The Who「Substitute」 LP『Direct Hits』Track 612 006(1966)
1965年にリリースされたシングル「My Generation」で若者の心を捉えたThe Whoは、翌年4枚目のシングルのレコーディング中にプロデューサーのShel Talmyと決裂、デッカ系のBrunswickからReactionへレーベルを移籍しています。その第1弾シングルとしてリリースされたのがこの「Substitute」(邦題「恋のピンチヒッター」)です。冒頭のPete Townshentが弾くアコースティック・ギターのコード・カッティングや、Roger Daltreyのハイ・トーン・ヴォイスに絡むコーラスが印象的なサビを聴くと、「My Generation」や「I Can See For Miles」と比べて随分ポップな印象を受けます。それでも中盤の間奏では例のゴリゴリしたJohn Entwistleの太いベースとKeith Moonのやたらうるさいドラミングが醸し出す唯一無二のハードなサウンドが楽しめます。
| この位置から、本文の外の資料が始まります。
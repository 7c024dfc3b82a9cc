use crate::domain::{OnOffStats, Season};
use crate::error::Result;
use crate::feed::StatsFeedClient;
use crate::store::PostgresStore;
use crate::sync::SyncReport;
use tracing::{debug, info};

/// Sync on/off-court rating splits for a season.
pub async fn sync_on_off(
    feed: &StatsFeedClient,
    store: &PostgresStore,
    season: &Season,
) -> Result<SyncReport> {
    let table = feed.fetch_on_off(season).await?;
    info!("On/off table returned {} rows", table.len());

    let mut report = SyncReport::default();
    let mut batch = Vec::with_capacity(table.len());

    for row in table.rows() {
        let external_id = row.i64_value("PLAYER_ID");
        let name = row.str_value("PLAYER_NAME");

        let player_id = match store.resolve_player_id(external_id, name).await? {
            Some(id) => id,
            None => {
                debug!("Unresolved on/off row: {:?} {:?}", external_id, name);
                report.skipped += 1;
                continue;
            }
        };

        batch.push(OnOffStats {
            stat_id: None,
            player_id,
            season: season.as_str().to_string(),
            off_rating_on: row.f64_value("OFF_RATING_ON"),
            off_rating_off: row.f64_value("OFF_RATING_OFF"),
            def_rating_on: row.f64_value("DEF_RATING_ON"),
            def_rating_off: row.f64_value("DEF_RATING_OFF"),
            net_rating_on: row.f64_value("NET_RATING_ON"),
            net_rating_off: row.f64_value("NET_RATING_OFF"),
        });
    }

    report.written = store.upsert_on_off_stats(&batch).await?;
    Ok(report)
}
use crate::error::{HoopcastError, Result};
use serde::{Deserialize, Serialize};
use std::fmt;
use std::str::FromStr;

/// Season used when a request does not name one.
pub const DEFAULT_SEASON: &str = "2024-25";

/// An NBA season label, e.g. "2024-25". The suffix must be the starting
/// year plus one, modulo a century.
#[derive(Debug, Clone, PartialEq, Eq)]
pub struct Season(String);

impl Season {
    pub fn as_str(&self) -> &str {
        &self.0
    }
}

impl fmt::Display for Season {
    fn fmt(&self, f: &mut fmt::Formatter<'_>) -> fmt::Result {
        f.write_str(&self.0)
    }
}

impl FromStr for Season {
    type Err = HoopcastError;

    fn from_str(s: &str) -> Result<Self> {
        let s = s.trim();
        let invalid = || HoopcastError::InvalidSeason(s.to_string());

        let (start, end) = s.split_once('-').ok_or_else(invalid)?;
        if start.len() != 4 || end.len() != 2 {
            return Err(invalid());
        }
        let start_year: u32 = start.parse().map_err(|_| invalid())?;
        let end_year: u32 = end.parse().map_err(|_| invalid())?;
        if (start_year + 1) % 100 != end_year {
            return Err(invalid());
        }

        Ok(Season(s.to_string()))
    }
}

/// Whether a higher or lower raw value is better for a metric. Drives the
/// percentile window ordering: lower-is-better metrics rank ascending.
#[derive(Debug, Clone, Copy, PartialEq, Eq)]
pub enum MetricDirection {
    HigherIsBetter,
    LowerIsBetter,
}

/// The advanced metrics that participate in percentile ranking, with
/// their ranking direction. Defensive rating is the lower-is-better case.
pub const ADVANCED_METRICS: &[(&str, MetricDirection)] = &[
    ("off_rating", MetricDirection::HigherIsBetter),
    ("def_rating", MetricDirection::LowerIsBetter),
    ("ts_pct", MetricDirection::HigherIsBetter),
    ("usg_pct", MetricDirection::HigherIsBetter),
    ("efg_pct", MetricDirection::HigherIsBetter),
    ("pie", MetricDirection::HigherIsBetter),
    ("pts", MetricDirection::HigherIsBetter),
    ("reb", MetricDirection::HigherIsBetter),
    ("ast", MetricDirection::HigherIsBetter),
];

/// Per-36 advanced stats for one (player, season). Metrics are nullable
/// because the feed omits them for low-minute players.
#[derive(Debug, Clone, Serialize, Deserialize)]
pub struct AdvancedStats {
    pub stat_id: Option<i32>,
    pub player_id: i32,
    pub season: String,
    pub off_rating: Option<f64>,
    pub def_rating: Option<f64>,
    pub ts_pct: Option<f64>,
    pub usg_pct: Option<f64>,
    pub efg_pct: Option<f64>,
    pub pie: Option<f64>,
    pub pts: Option<f64>,
    pub reb: Option<f64>,
    pub ast: Option<f64>,
}

/// Per-game traditional stats for one (player, season).
#[derive(Debug, Clone, Serialize, Deserialize)]
pub struct TraditionalStats {
    pub stat_id: Option<i32>,
    pub player_id: i32,
    pub season: String,
    pub ppg: Option<f64>,
    pub apg: Option<f64>,
    pub rpg: Option<f64>,
    pub spg: Option<f64>,
    pub bpg: Option<f64>,
    pub fg_pct: Option<f64>,
    pub fg3_pct: Option<f64>,
    pub ft_pct: Option<f64>,
}

/// On/off-court rating splits for one (player, season).
#[derive(Debug, Clone, Serialize, Deserialize)]
pub struct OnOffStats {
    pub stat_id: Option<i32>,
    pub player_id: i32,
    pub season: String,
    pub off_rating_on: Option<f64>,
    pub off_rating_off: Option<f64>,
    pub def_rating_on: Option<f64>,
    pub def_rating_off: Option<f64>,
    pub net_rating_on: Option<f64>,
    pub net_rating_off: Option<f64>,
}

/// Percentile ranks (0-100) for each advanced metric, computed against
/// the full season population.
#[derive(Debug, Clone, Serialize, Deserialize)]
pub struct StatPercentiles {
    pub player_id: i32,
    pub off_rating_pct: f64,
    pub def_rating_pct: f64,
    pub ts_pct_pct: f64,
    pub usg_pct_pct: f64,
    pub efg_pct_pct: f64,
    pub pie_pct: f64,
    pub pts_pct: f64,
    pub reb_pct: f64,
    pub ast_pct: f64,
}

#[cfg(test)]
mod tests {
    use super::*;

    #[test]
    fn test_season_accepts_valid_labels() {
        assert!("2024-25".parse::<Season>().is_ok());
        assert!("1999-00".parse::<Season>().is_ok());
        assert_eq!("2024-25".parse::<Season>().unwrap().as_str(), "2024-25");
    }

    #[test]
    fn test_season_rejects_mismatched_suffix() {
        assert!("2024-26".parse::<Season>().is_err());
        assert!("2024-24".parse::<Season>().is_err());
    }

    #[test]
    fn test_season_rejects_malformed_labels() {
        assert!("2024".parse::<Season>().is_err());
        assert!("24-25".parse::<Season>().is_err());
        assert!("2024-2025".parse::<Season>().is_err());
        assert!("abcd-ef".parse::<Season>().is_err());
    }

    #[test]
    fn test_default_season_is_valid() {
        assert!(DEFAULT_SEASON.parse::<Season>().is_ok());
    }

    #[test]
    fn test_only_def_rating_ranks_ascending() {
        let lower: Vec<&str> = ADVANCED_METRICS
            .iter()
            .filter(|(_, d)| *d == MetricDirection::LowerIsBetter)
            .map(|(m, _)| *m)
            .collect();
        assert_eq!(lower, vec!["def_rating"]);
    }
}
まるで初期The KinksのギラついたサウンドにThe Beach Boysのスイートなコーラスとメロディが乗っかったような1粒で2倍の美味しさ。この曲や、次作の『A Quick One』に収録の「So Sad About Us」といった彼等の初期ポップ・ソングは、"ハードなリズムとサウンド+甘いメロディとハーモニー"という個人的に一番のツボにくる類いの音楽で、例えば同時期のBeatlesの「And Your Bird Can Sing」辺りと一緒になって、後のパワー・ポップの雛形になったんじゃないかと思ったりします。
この曲はオリジナル盤には収録されていないので、68年にイギリスで編纂された『Direct Hits』というベスト盤を紹介します。『Sell Out』までの初期3枚からの代表曲とシングルで構成されていて、僕みたいに初期が好きな方にお薦めです。ブリティッシュな風景写真がレイアウトされたジャケもポイント高しですね。